About this exercise:
Please write out the records exactly.

Stored records
————————
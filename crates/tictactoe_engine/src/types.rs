//! Core domain types for tic-tac-toe.

use super::position::Position;
use derive_getters::Getters;
use serde::{Deserialize, Serialize};

/// Player in the game.
#[derive(
    Debug,
    Clone,
    Copy,
    PartialEq,
    Eq,
    Hash,
    Serialize,
    Deserialize,
    derive_more::Display,
    strum::EnumIter,
)]
pub enum Player {
    /// Player X (goes first).
    X,
    /// Player O (goes second, the computer in [`GameMode::VsComputer`]).
    O,
}

impl Player {
    /// Returns the opponent player.
    pub fn opponent(self) -> Self {
        match self {
            Player::X => Player::O,
            Player::O => Player::X,
        }
    }
}

/// A square on the tic-tac-toe board.
#[derive(Debug, Clone, Copy, PartialEq, Eq, Hash, Default, Serialize, Deserialize)]
pub enum Square {
    /// Empty square.
    #[default]
    Empty,
    /// Square occupied by a player.
    Occupied(Player),
}

impl Square {
    /// Returns the occupying player, if any.
    pub fn player(self) -> Option<Player> {
        match self {
            Square::Empty => None,
            Square::Occupied(player) => Some(player),
        }
    }
}

/// 3x3 tic-tac-toe board.
#[derive(Debug, Clone, PartialEq, Eq, Default, Serialize, Deserialize)]
pub struct Board {
    /// Squares in row-major order (0-8).
    squares: [Square; 9],
}

impl Board {
    /// Creates a new empty board.
    pub fn new() -> Self {
        Self::default()
    }

    /// Builds a board from nine squares in row-major order.
    pub fn from_squares(squares: [Square; 9]) -> Self {
        Self { squares }
    }

    /// Gets the square at the given position.
    pub fn get(&self, pos: Position) -> Square {
        self.squares[pos.to_index()]
    }

    /// Sets the square at the given position.
    pub(crate) fn set(&mut self, pos: Position, square: Square) {
        self.squares[pos.to_index()] = square;
    }

    /// Checks if a square is empty.
    pub fn is_empty(&self, pos: Position) -> bool {
        self.get(pos) == Square::Empty
    }

    /// Returns all squares as a slice.
    pub fn squares(&self) -> &[Square; 9] {
        &self.squares
    }

    /// Number of occupied squares.
    pub fn filled(&self) -> usize {
        self.squares.iter().filter(|s| **s != Square::Empty).count()
    }

    /// Formats the board as a human-readable string.
    pub fn display(&self) -> String {
        let mut result = String::new();
        for row in 0..3 {
            for col in 0..3 {
                let pos = row * 3 + col;
                let symbol = match self.squares[pos] {
                    Square::Empty => (pos + 1).to_string(),
                    Square::Occupied(player) => player.to_string(),
                };
                result.push_str(&symbol);
                if col < 2 {
                    result.push('|');
                }
            }
            if row < 2 {
                result.push_str("\n-+-+-\n");
            }
        }
        result
    }
}

/// Who plays the O side.
#[derive(
    Debug,
    Clone,
    Copy,
    PartialEq,
    Eq,
    Hash,
    Default,
    Serialize,
    Deserialize,
    derive_more::Display,
    strum::EnumIter,
    strum::EnumString,
)]
#[serde(rename_all = "snake_case")]
#[strum(serialize_all = "snake_case", ascii_case_insensitive)]
pub enum GameMode {
    /// Two humans share the keyboard.
    #[default]
    #[display("Two players")]
    TwoPlayer,
    /// A human plays X against the random computer as O.
    #[display("Vs computer")]
    VsComputer,
}

impl GameMode {
    /// Switches to the other mode.
    pub fn toggle(self) -> Self {
        match self {
            GameMode::TwoPlayer => GameMode::VsComputer,
            GameMode::VsComputer => GameMode::TwoPlayer,
        }
    }

    /// The mark played by the computer in this mode, if any.
    pub fn computer_mark(self) -> Option<Player> {
        match self {
            GameMode::TwoPlayer => None,
            GameMode::VsComputer => Some(Player::O),
        }
    }
}

/// Current status of the game.
#[derive(Debug, Clone, Copy, PartialEq, Eq, Default, Serialize, Deserialize)]
pub enum GameStatus {
    /// Game is ongoing.
    #[default]
    InProgress,
    /// Game ended in a win.
    Won(Player),
    /// Game ended in a draw.
    Draw,
}

impl GameStatus {
    /// Returns true once the game has reached a terminal state.
    pub fn is_over(self) -> bool {
        !matches!(self, GameStatus::InProgress)
    }

    /// Returns the winner if there is one.
    pub fn winner(self) -> Option<Player> {
        match self {
            GameStatus::Won(player) => Some(player),
            _ => None,
        }
    }
}

impl std::fmt::Display for GameStatus {
    fn fmt(&self, f: &mut std::fmt::Formatter<'_>) -> std::fmt::Result {
        match self {
            GameStatus::InProgress => write!(f, "In progress"),
            GameStatus::Won(player) => write!(f, "Player {} wins", player),
            GameStatus::Draw => write!(f, "Draw"),
        }
    }
}

/// Session win counters.
///
/// Survive board resets; only a full reset zeroes them.
#[derive(Debug, Clone, Copy, PartialEq, Eq, Default, Getters, Serialize, Deserialize)]
pub struct Scores {
    /// Games won by X.
    x: u32,
    /// Games won by O.
    o: u32,
}

impl Scores {
    /// Wins recorded for `player`.
    pub fn for_player(&self, player: Player) -> u32 {
        match player {
            Player::X => self.x,
            Player::O => self.o,
        }
    }

    pub(crate) fn record_win(&mut self, player: Player) {
        match player {
            Player::X => self.x += 1,
            Player::O => self.o += 1,
        }
    }
}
————————
Solution:
filename crates/tictactoe_engine/src/types.rs
//! Core domain types for tic-tac-toe.

use super::position::Position;
use derive_getters::Getters;
use serde::{Deserialize, Serialize};

/// Player in the game.
#[derive(
    Debug,
    Clone,
    Copy,
    PartialEq,
    Eq,
    Hash,
    Serialize,
    Deserialize,
    derive_more::Display,
    strum::EnumIter,
)]
pub enum Player {
    /// Player X (goes first).
    X,
    /// Player O (goes second, the computer in [`GameMode::VsComputer`]).
    O,
}

impl Player {
    /// Returns the opponent player.
    pub fn opponent(self) -> Self {
        match self {
            Player::X => Player::O,
            Player::O => Player::X,
        }
    }
}

/// A square on the tic-tac-toe board.
#[derive(Debug, Clone, Copy, PartialEq, Eq, Hash, Default, Serialize, Deserialize)]
pub enum Square {
    /// Empty square.
    #[default]
    Empty,
    /// Square occupied by a player.
    Occupied(Player),
}

impl Square {
    /// Returns the occupying player, if any.
    pub fn player(self) -> Option<Player> {
        match self {
            Square::Empty => None,
            Square::Occupied(player) => Some(player),
        }
    }
}

/// 3x3 tic-tac-toe board.
#[derive(Debug, Clone, PartialEq, Eq, Default, Serialize, Deserialize)]
pub struct Board {
    /// Squares in row-major order (0-8).
    squares: [Square; 9],
}

impl Board {
    /// Creates a new empty board.
    pub fn new() -> Self {
        Self::default()
    }

    /// Builds a board from nine squares in row-major order.
    pub fn from_squares(squares: [Square; 9]) -> Self {
        Self { squares }
    }

    /// Gets the square at the given position.
    pub fn get(&self, pos: Position) -> Square {
        self.squares[pos.to_index()]
    }

    /// Sets the square at the given position.
    pub(crate) fn set(&mut self, pos: Position, square: Square) {
        self.squares[pos.to_index()] = square;
    }

    /// Checks if a square is empty.
    pub fn is_empty(&self, pos: Position) -> bool {
        self.get(pos) == Square::Empty
    }

    /// Returns all squares as a slice.
    pub fn squares(&self) -> &[Square; 9] {
        &self.squares
    }

    /// Number of occupied squares.
    pub fn filled(&self) -> usize {
        self.squares.iter().filter(|s| **s != Square::Empty).count()
    }

    /// Formats the board as a human-readable string.
    pub fn display(&self) -> String {
        let mut result = String::new();
        for row in 0..3 {
            for col in 0..3 {
                let pos = row * 3 + col;
                let symbol = match self.squares[pos] {
                    Square::Empty => (pos + 1).to_string(),
                    Square::Occupied(player) => player.to_string(),
                };
                result.push_str(&symbol);
                if col < 2 {
                    result.push('|');
                }
            }
            if row < 2 {
                result.push_str("\n-+-+-\n");
            }
        }
        result
    }
}

/// Who plays the O side.
#[derive(
    Debug,
    Clone,
    Copy,
    PartialEq,
    Eq,
    Hash,
    Default,
    Serialize,
    Deserialize,
    derive_more::Display,
    strum::EnumIter,
    strum::EnumString,
)]
#[serde(rename_all = "snake_case")]
#[strum(serialize_all = "snake_case", ascii_case_insensitive)]
pub enum GameMode {
    /// Two humans share the keyboard.
    #[default]
    #[display("Two players")]
    TwoPlayer,
    /// A human plays X against the random computer as O.
    #[display("Vs computer")]
    VsComputer,
}

impl GameMode {
    /// Switches to the other mode.
    pub fn toggle(self) -> Self {
        match self {
            GameMode::TwoPlayer => GameMode::VsComputer,
            GameMode::VsComputer => GameMode::TwoPlayer,
        }
    }

    /// The mark played by the computer in this mode, if any.
    pub fn computer_mark(self) -> Option<Player> {
        match self {
            GameMode::TwoPlayer => None,
            GameMode::VsComputer => Some(Player::O),
        }
    }
}

/// Current status of the game.
#[derive(Debug, Clone, Copy, PartialEq, Eq, Default, Serialize, Deserialize)]
pub enum GameStatus {
    /// Game is ongoing.
    #[default]
    InProgress,
    /// Game ended in a win.
    Won(Player),
    /// Game ended in a draw.
    Draw,
}

impl GameStatus {
    /// Returns true once the game has reached a terminal state.
    pub fn is_over(self) -> bool {
        !matches!(self, GameStatus::InProgress)
    }

    /// Returns the winner if there is one.
    pub fn winner(self) -> Option<Player> {
        match self {
            GameStatus::Won(player) => Some(player),
            _ => None,
        }
    }
}

impl std::fmt::Display for GameStatus {
    fn fmt(&self, f: &mut std::fmt::Formatter<'_>) -> std::fmt::Result {
        match self {
            GameStatus::InProgress => write!(f, "In progress"),
            GameStatus::Won(player) => write!(f, "Player {} wins", player),
            GameStatus::Draw => write!(f, "Draw"),
        }
    }
}

/// Session win counters.
///
/// Survive board resets; only a full reset zeroes them.
#[derive(Debug, Clone, Copy, PartialEq, Eq, Default, Getters, Serialize, Deserialize)]
pub struct Scores {
    /// Games won by X.
    x: u32,
    /// Games won by O.
    o: u32,
}

impl Scores {
    /// Wins recorded for `player`.
    pub fn for_player(&self, player: Player) -> u32 {
        match player {
            Player::X => self.x,
            Player::O => self.o,
        }
    }

    pub(crate) fn record_win(&mut self, player: Player) {
        match player {
            Player::X => self.x += 1,
            Player::O => self.o += 1,
        }
    }
}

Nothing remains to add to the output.